Die Behandlung von Mäusen mit 4-Hydroxytamoxifen induziert CreER-Enzymaktivität und verursacht einen Wechsel auf genomischer Ebene von Wildtyp-Braf zu mutiertem Braf V600E, während Pten verloren geht. Vier Wochen nach der 4-Hydroxytamoxifen-Behandlung erreichen Primärtumoren ein Volumen von 50 bis 100 Kubikmillimetern und ihr Wachstum kann mit Bremssätteln für weitere zwei Wochen gemessen werden, wodurch eine allmähliche Zunahme der Pigmentierung in den Leistenlymphknoten beobachtet wird. Die Melaninablagerungen sind ausnahmslos auf das Vorhandensein von metastasierten Melanomzellen zurückzuführen, wie durch immunhistochemische Färbung des Melanomantigens MelanA und Braf V600E bestätigt wird.
Am Ende der Segmentierungsphase zeigten alle Abschnitte die Überlagerung der äußeren Kontur des Lymphknotens. Hier werden die 3D-Renderings eines rechten Leistenlymphknotens gezeigt, die nach vier, fünf und sechs Wochen nach der 4-HT-Behandlung analysiert wurden. Die Zunahme des Volumens der linken und rechten Leistenlymphknoten desselben Tieres im Laufe der Zeit wurde ebenfalls quantifiziert.

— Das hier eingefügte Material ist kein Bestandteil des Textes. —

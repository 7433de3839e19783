//! The catalog of parseable date strings.
//!
//! Every [`FormatSpec`] pairs a chrono pattern with the [`Precision`] it
//! expresses and the shape of value it yields. The catalog is split once into
//! a zone-less partition (parsed in the caller's timezone) and a zone-bearing
//! partition (parsed with the zone written in the string).
//!
//! # Ordering
//!
//! Within each partition patterns are tried in declaration order and the first
//! one that parses wins, so the order below is part of the contract. Patterns
//! are strict (fractional seconds use fixed digit counts, trailing input is an
//! error), which keeps distinct shapes from shadowing each other; where two
//! patterns can accept the same text the coarser, more common shape is listed
//! first, mirroring the order callers are most likely to send.

use std::sync::OnceLock;

use chrono::{DateTime, FixedOffset, NaiveDate, NaiveDateTime, NaiveTime};
use chrono_tz::Tz;

use crate::config::{localize, start_of_day};
use crate::error::Result;
use crate::precision::Precision;

/// What a pattern produces when it matches.
#[derive(Debug, Clone, Copy, PartialEq, Eq)]
pub enum FormatShape {
    /// Clock time only; anchored to the current date in the target zone.
    Time,
    /// Calendar date only; midnight in the target zone.
    Date,
    /// Date and time without a zone; interpreted in the target zone.
    DateTime,
    /// Date and time with a numeric offset or a zone abbreviation.
    Zoned,
}

#[derive(Debug, Clone, Copy, PartialEq, Eq)]
pub struct FormatSpec {
    pub pattern: &'static str,
    pub precision: Precision,
    pub shape: FormatShape,
}

const fn spec(pattern: &'static str, precision: Precision, shape: FormatShape) -> FormatSpec {
    FormatSpec {
        pattern,
        precision,
        shape,
    }
}

use FormatShape::{Date, DateTime as Clock, Time, Zoned};
use Precision::{Day, Microsecond, Millisecond, Minute, Nanosecond, Second};

/// All known formats, in matching order.
pub const FORMATS: &[FormatSpec] = &[
    // Without timezone
    spec("%I:%M%p", Minute, Time),
    spec("%I:%M %p", Minute, Time),
    spec("%A, %B %d, %Y %I:%M %p", Minute, Clock),
    spec("%m/%d/%y", Day, Date),
    spec("%m/%d/%Y", Day, Date),
    spec("%Y-%m-%d", Day, Date),
    spec("%B %d, %Y", Day, Date),
    spec("%A, %B %d, %Y", Day, Date),
    spec("%d-%b-%Y", Day, Date),
    spec("%d %B %Y", Day, Date),
    spec("%m/%d/%Y %I:%M %p", Minute, Clock),
    spec("%m/%d/%Y %H:%M", Minute, Clock),
    spec("%Y-%m-%dT%H:%M", Minute, Clock),
    spec("%Y-%m-%d %H:%M", Minute, Clock),
    spec("%a %b %e %H:%M:%S %Y", Second, Clock),
    spec("%m/%d/%Y %I:%M:%S %p", Second, Clock),
    spec("%m/%d/%Y %H:%M:%S", Second, Clock),
    spec("%Y-%m-%d %H:%M:%S", Second, Clock),
    spec("%Y-%m-%dT%H:%M:%S", Second, Clock),
    spec("%Y%m%dT%H%M%S", Second, Clock),
    spec("%B %d, %Y %H:%M:%S", Second, Clock),
    spec("%B %d, %Y %H:%M:%S.%3f", Millisecond, Clock),
    spec("%m/%d/%Y %I:%M:%S.%3f %p", Millisecond, Clock),
    spec("%m/%d/%Y %H:%M:%S.%3f", Millisecond, Clock),
    spec("%Y-%m-%d %H:%M:%S.%3f", Millisecond, Clock),
    spec("%Y-%m-%dT%H:%M:%S.%3f", Millisecond, Clock),
    spec("%m/%d/%Y %I:%M:%S.%6f %p", Microsecond, Clock),
    spec("%m/%d/%Y %H:%M:%S.%6f", Microsecond, Clock),
    spec("%Y-%m-%d %H:%M:%S.%6f", Microsecond, Clock),
    spec("%Y-%m-%dT%H:%M:%S.%6f", Microsecond, Clock),
    spec("%m/%d/%Y %I:%M:%S.%9f %p", Nanosecond, Clock),
    spec("%m/%d/%Y %H:%M:%S.%9f", Nanosecond, Clock),
    spec("%Y-%m-%d %H:%M:%S.%9f", Nanosecond, Clock),
    spec("%Y-%m-%dT%H:%M:%S.%9f", Nanosecond, Clock),
    // With timezone
    spec("%m/%d/%Y %I:%M %p %Z", Minute, Zoned),
    spec("%Y-%m-%dT%H:%M%#z", Minute, Zoned),
    spec("%Y%m%dT%H%M%#z", Minute, Zoned),
    spec("%Y-%m-%dT%H:%MZ%:z", Minute, Zoned),
    spec("%a %b %e %H:%M %Z %Y", Minute, Zoned),
    spec("%a %b %d %H:%M %z %Y", Minute, Zoned),
    spec("%d %b %y %H:%M %Z", Minute, Zoned),
    spec("%d %b %y %H:%M %z", Minute, Zoned),
    spec("%A, %d-%b-%y %H:%M %Z", Minute, Zoned),
    spec("%a, %d %b %Y %H:%M %Z", Minute, Zoned),
    spec("%a, %d %b %Y %H:%M %z", Minute, Zoned),
    spec("%m/%d/%Y %H:%M:%S %Z", Second, Zoned),
    spec("%Y-%m-%dT%H:%M:%S%#z", Second, Zoned),
    spec("%Y%m%dT%H%M%S%#z", Second, Zoned),
    spec("%Y-%m-%dT%H:%M:%SZ%:z", Second, Zoned),
    spec("%a %b %e %H:%M:%S %Z %Y", Second, Zoned),
    spec("%a %b %d %H:%M:%S %z %Y", Second, Zoned),
    spec("%d %b %y %H:%M:%S %Z", Second, Zoned),
    spec("%d %b %y %H:%M:%S %z", Second, Zoned),
    spec("%A, %d-%b-%y %H:%M:%S %Z", Second, Zoned),
    spec("%a, %d %b %Y %H:%M:%S %Z", Second, Zoned),
    spec("%a, %d %b %Y %H:%M:%S %z", Second, Zoned),
    spec("%Y-%m-%dT%H:%M:%S.%3f%#z", Millisecond, Zoned),
    spec("%Y-%m-%dT%H:%M:%S.%6f%#z", Microsecond, Zoned),
    spec("%Y-%m-%dT%H:%M:%S%.f%#z", Nanosecond, Zoned),
];

/// Zone abbreviations accepted where a pattern has `%Z`, with their offsets.
const ZONE_ABBREVIATIONS: &[(&str, &str)] = &[
    ("UTC", "+0000"),
    ("GMT", "+0000"),
    ("Z", "+0000"),
    ("EST", "-0500"),
    ("EDT", "-0400"),
    ("CST", "-0600"),
    ("CDT", "-0500"),
    ("MST", "-0700"),
    ("MDT", "-0600"),
    ("PST", "-0800"),
    ("PDT", "-0700"),
    ("BST", "+0100"),
    ("CET", "+0100"),
    ("CEST", "+0200"),
    ("JST", "+0900"),
];

impl FormatSpec {
    pub fn has_timezone(&self) -> bool {
        self.shape == FormatShape::Zoned
    }

    /// Parse a zone-less string as wall-clock time in `tz`.
    ///
    /// `today` is the current date in `tz`, used by time-only patterns.
    /// Returns `None` when the pattern does not match, and an error when it
    /// matches a wall time `tz` never shows.
    pub(crate) fn parse_local(
        &self,
        input: &str,
        tz: &Tz,
        today: NaiveDate,
    ) -> Option<Result<DateTime<Tz>>> {
        let localized = match self.shape {
            FormatShape::Time => {
                let time = NaiveTime::parse_from_str(input, self.pattern).ok()?;
                localize(tz, &today.and_time(time))
            }
            FormatShape::Date => {
                start_of_day(NaiveDate::parse_from_str(input, self.pattern).ok()?, *tz)
            }
            FormatShape::DateTime => {
                localize(tz, &NaiveDateTime::parse_from_str(input, self.pattern).ok()?)
            }
            FormatShape::Zoned => return None,
        };
        Some(localized)
    }

    /// Parse a string that names its own offset or zone abbreviation.
    pub(crate) fn parse_zoned(&self, input: &str) -> Option<DateTime<FixedOffset>> {
        if self.shape != FormatShape::Zoned {
            return None;
        }
        if self.pattern.contains("%Z") {
            let (rewritten, pattern) = substitute_abbreviation(input, self.pattern)?;
            DateTime::parse_from_str(&rewritten, &pattern).ok()
        } else {
            DateTime::parse_from_str(input, self.pattern).ok()
        }
    }
}

/// Replace the first known zone abbreviation in `input` with its numeric
/// offset and switch the pattern's `%Z` to `%z` to match.
fn substitute_abbreviation(input: &str, pattern: &str) -> Option<(String, String)> {
    let mut replaced = false;
    let rewritten = input
        .split(' ')
        .map(|token| {
            if !replaced {
                if let Some((_, offset)) = ZONE_ABBREVIATIONS.iter().find(|(abbr, _)| *abbr == token) {
                    replaced = true;
                    return *offset;
                }
            }
            token
        })
        .collect::<Vec<_>>()
        .join(" ");

    replaced.then(|| (rewritten, pattern.replace("%Z", "%z")))
}

/// The catalog split into its two partitions, order preserved.
#[derive(Debug, Clone)]
pub struct FormatCatalog {
    without_timezone: Vec<FormatSpec>,
    with_timezone: Vec<FormatSpec>,
}

impl FormatCatalog {
    pub fn new(specs: &[FormatSpec]) -> Self {
        let (with_timezone, without_timezone): (Vec<FormatSpec>, Vec<FormatSpec>) =
            specs.iter().partition(|s| s.has_timezone());
        Self {
            without_timezone,
            with_timezone,
        }
    }

    /// The catalog built from [`FORMATS`], initialized once per process.
    pub fn global() -> &'static FormatCatalog {
        static CATALOG: OnceLock<FormatCatalog> = OnceLock::new();
        CATALOG.get_or_init(|| FormatCatalog::new(FORMATS))
    }

    pub fn without_timezone(&self) -> &[FormatSpec] {
        &self.without_timezone
    }

    pub fn with_timezone(&self) -> &[FormatSpec] {
        &self.with_timezone
    }

    /// First zone-less pattern that parses `input` in `tz`.
    ///
    /// The first matching pattern decides: if its wall time does not exist
    /// in `tz`, that error is returned rather than trying later patterns.
    pub fn match_local(
        &self,
        input: &str,
        tz: &Tz,
        today: NaiveDate,
    ) -> Result<Option<(DateTime<Tz>, &FormatSpec)>> {
        self.without_timezone
            .iter()
            .find_map(|spec| {
                spec.parse_local(input, tz, today)
                    .map(|parsed| parsed.map(|dt| (dt, spec)))
            })
            .transpose()
    }

    /// First zone-bearing pattern that parses `input`.
    pub fn match_zoned(&self, input: &str) -> Option<(DateTime<FixedOffset>, &FormatSpec)> {
        self.with_timezone
            .iter()
            .find_map(|spec| spec.parse_zoned(input).map(|dt| (dt, spec)))
    }
}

Es wird empfohlen, die Ultraschallbildgebung mit einer geeigneten immunhistochemischen Färbung zu koppeln, damit das Vorhandensein von Krebszellen auf molekularer Ebene bestätigt wird. Neben den Lymphknoten kann auch das Volumen der subkutanen Metastasierung im Laufe der Zeit mittels Ultraschallbildgebung überwacht werden. Wenn der Zeitrahmen von zwei Wochen zu kurz ist, um die Auswirkungen des untersuchten Arzneimittels zu beurteilen, wählen Sie eine peripherere Induktionsstelle oder einen weniger tumoranfälligen Genotyp.